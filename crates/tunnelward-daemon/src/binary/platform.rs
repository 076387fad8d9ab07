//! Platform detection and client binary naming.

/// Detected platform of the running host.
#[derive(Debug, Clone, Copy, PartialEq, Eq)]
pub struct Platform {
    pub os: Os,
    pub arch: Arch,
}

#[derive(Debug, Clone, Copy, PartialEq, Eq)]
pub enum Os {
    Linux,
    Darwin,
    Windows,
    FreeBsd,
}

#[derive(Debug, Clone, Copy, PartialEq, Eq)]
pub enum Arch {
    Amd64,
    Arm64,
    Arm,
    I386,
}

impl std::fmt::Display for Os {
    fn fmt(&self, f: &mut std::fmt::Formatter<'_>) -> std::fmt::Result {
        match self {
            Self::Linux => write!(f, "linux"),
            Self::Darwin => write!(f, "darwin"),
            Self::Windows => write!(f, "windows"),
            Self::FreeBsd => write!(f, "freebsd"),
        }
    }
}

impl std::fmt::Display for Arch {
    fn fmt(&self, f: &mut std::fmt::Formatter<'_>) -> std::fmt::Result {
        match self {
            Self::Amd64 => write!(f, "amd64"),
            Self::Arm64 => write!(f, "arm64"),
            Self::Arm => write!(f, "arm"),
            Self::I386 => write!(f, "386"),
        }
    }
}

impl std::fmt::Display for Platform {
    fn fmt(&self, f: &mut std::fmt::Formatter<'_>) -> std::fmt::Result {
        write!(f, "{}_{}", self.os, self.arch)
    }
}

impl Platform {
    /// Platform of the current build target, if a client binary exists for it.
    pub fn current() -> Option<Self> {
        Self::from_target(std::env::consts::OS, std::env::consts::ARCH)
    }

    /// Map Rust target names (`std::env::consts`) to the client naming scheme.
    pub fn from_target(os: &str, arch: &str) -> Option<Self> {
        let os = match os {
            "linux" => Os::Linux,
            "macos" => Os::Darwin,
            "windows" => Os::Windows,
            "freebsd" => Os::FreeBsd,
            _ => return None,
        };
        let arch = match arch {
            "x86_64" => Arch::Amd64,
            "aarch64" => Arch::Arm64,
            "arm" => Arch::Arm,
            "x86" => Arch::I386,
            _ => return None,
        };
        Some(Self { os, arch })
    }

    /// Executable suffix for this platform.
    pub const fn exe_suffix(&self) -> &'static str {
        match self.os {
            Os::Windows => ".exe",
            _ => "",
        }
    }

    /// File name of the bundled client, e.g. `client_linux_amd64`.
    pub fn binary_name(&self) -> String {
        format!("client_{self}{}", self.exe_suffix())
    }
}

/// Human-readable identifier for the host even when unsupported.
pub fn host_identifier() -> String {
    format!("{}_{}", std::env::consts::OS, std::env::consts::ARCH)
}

= = = =

** WORK ORDER **
Filter the listing for the word "Display" and copy every line that holds it.

** EXERCISE RESULT **
impl std::fmt::Display for Os {
impl std::fmt::Display for Arch {
impl std::fmt::Display for Platform {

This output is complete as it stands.